» Dataset entries:
*** Block opens ***

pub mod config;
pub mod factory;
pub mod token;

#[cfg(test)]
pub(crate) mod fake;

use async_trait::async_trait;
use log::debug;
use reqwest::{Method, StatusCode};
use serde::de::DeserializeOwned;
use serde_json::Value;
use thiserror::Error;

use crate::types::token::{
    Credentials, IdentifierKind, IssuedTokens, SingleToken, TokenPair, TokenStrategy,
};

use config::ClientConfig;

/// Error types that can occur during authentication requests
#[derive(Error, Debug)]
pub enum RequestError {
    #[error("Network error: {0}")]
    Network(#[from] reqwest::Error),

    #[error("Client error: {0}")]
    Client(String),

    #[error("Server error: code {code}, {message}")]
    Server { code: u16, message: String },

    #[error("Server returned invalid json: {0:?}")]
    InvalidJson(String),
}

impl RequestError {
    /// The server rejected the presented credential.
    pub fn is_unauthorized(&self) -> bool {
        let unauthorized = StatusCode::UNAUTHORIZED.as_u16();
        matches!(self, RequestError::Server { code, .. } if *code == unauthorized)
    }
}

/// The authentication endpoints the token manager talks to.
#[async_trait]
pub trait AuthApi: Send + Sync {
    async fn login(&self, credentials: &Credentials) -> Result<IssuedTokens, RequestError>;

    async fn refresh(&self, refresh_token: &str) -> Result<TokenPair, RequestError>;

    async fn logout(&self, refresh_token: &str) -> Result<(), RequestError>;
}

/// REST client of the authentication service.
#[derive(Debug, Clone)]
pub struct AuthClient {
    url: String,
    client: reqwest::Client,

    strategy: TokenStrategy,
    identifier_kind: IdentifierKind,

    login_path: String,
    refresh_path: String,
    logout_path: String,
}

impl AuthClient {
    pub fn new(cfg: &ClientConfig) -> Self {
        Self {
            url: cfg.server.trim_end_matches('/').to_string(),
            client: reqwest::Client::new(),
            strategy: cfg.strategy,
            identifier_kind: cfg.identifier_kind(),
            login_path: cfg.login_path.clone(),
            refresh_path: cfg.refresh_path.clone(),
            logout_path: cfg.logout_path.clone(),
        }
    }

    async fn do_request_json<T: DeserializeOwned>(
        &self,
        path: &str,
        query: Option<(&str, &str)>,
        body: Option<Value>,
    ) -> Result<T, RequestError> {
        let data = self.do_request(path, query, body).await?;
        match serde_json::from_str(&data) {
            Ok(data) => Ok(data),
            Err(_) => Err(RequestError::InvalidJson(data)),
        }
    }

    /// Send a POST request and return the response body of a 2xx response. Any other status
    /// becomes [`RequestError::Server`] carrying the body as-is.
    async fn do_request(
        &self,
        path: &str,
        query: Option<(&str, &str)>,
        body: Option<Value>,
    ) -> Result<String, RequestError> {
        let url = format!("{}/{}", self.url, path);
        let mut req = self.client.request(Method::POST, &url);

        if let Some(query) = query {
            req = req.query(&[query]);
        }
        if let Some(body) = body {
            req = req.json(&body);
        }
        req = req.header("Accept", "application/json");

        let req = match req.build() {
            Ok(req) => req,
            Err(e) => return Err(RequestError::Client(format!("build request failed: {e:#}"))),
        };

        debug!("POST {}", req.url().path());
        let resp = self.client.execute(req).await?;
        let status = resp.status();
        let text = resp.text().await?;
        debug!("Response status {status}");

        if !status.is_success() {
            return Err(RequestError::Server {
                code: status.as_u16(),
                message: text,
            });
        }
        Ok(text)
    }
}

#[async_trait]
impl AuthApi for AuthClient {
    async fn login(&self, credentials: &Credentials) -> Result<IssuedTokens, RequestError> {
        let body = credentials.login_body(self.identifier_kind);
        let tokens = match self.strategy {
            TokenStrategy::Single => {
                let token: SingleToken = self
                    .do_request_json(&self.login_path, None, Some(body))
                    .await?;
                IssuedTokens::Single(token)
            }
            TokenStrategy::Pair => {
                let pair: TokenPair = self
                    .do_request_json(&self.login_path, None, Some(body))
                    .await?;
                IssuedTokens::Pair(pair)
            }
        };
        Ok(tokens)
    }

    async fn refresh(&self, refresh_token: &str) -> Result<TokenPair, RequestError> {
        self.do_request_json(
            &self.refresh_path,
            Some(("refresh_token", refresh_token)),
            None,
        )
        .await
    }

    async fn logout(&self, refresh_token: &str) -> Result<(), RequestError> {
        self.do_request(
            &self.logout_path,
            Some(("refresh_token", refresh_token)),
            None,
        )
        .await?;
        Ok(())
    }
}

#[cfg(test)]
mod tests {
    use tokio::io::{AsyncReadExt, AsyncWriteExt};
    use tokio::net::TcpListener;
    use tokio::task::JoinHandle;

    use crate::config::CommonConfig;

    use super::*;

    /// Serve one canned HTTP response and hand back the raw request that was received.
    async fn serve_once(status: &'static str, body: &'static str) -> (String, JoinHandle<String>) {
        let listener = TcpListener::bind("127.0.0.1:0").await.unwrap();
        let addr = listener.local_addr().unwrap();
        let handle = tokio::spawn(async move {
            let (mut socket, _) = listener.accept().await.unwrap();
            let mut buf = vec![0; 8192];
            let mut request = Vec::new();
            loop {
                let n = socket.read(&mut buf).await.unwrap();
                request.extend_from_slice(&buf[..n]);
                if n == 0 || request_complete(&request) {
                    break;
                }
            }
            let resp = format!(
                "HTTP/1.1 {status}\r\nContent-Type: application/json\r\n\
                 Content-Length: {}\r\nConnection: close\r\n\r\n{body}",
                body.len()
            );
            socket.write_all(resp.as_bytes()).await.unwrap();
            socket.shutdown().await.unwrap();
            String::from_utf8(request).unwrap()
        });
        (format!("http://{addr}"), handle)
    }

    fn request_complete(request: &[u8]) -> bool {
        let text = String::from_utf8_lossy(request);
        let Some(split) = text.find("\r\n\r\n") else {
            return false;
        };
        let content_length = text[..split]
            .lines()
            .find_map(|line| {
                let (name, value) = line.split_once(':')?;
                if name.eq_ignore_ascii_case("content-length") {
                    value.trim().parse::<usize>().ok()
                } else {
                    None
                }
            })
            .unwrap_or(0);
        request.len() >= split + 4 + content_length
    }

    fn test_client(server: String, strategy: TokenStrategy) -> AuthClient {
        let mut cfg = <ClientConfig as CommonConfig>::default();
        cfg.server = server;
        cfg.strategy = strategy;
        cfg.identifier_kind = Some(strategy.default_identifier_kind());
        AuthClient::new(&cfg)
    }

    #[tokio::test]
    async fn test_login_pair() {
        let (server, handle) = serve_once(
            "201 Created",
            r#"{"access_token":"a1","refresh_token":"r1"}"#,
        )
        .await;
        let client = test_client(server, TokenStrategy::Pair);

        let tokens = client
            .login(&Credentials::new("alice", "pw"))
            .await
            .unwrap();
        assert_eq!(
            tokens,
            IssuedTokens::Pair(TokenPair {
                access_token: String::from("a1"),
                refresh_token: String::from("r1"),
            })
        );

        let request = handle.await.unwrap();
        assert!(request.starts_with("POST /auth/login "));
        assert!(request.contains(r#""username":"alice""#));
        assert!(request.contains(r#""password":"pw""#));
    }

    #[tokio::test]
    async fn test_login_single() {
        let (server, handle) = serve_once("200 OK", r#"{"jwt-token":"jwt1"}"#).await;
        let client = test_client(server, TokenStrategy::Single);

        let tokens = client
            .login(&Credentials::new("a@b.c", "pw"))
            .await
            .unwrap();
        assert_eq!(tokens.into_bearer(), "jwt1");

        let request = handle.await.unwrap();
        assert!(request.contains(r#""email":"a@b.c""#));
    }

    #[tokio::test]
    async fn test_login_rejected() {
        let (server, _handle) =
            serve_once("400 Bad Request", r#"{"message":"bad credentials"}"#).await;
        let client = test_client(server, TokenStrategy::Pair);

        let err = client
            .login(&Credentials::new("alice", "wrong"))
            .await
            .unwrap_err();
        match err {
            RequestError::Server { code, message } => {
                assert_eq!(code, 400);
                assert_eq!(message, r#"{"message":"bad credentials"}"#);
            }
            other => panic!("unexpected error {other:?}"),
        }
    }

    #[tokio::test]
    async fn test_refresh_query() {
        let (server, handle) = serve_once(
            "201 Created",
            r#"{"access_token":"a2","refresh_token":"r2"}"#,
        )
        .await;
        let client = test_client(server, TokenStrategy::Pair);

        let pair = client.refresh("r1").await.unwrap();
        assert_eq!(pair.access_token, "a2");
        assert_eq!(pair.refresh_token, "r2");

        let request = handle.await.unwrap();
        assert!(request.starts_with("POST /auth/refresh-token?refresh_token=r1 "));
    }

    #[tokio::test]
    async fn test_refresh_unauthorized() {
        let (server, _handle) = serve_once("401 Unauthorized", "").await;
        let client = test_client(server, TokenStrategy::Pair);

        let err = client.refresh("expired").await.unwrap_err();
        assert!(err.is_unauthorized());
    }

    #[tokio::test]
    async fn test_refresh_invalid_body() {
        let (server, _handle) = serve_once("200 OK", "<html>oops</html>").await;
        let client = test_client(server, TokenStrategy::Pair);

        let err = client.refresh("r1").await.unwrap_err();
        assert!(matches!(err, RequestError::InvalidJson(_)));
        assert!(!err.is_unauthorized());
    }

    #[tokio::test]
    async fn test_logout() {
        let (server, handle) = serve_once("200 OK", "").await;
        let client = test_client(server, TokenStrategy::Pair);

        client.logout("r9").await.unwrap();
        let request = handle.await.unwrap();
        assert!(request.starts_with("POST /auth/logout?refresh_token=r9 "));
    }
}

*** Block closes ***

» Aim of the exercise: In the data above, find each line where the string "AuthApi" appears, then copy it.

» Output below:
pub trait AuthApi: Send + Sync {
impl AuthApi for AuthClient {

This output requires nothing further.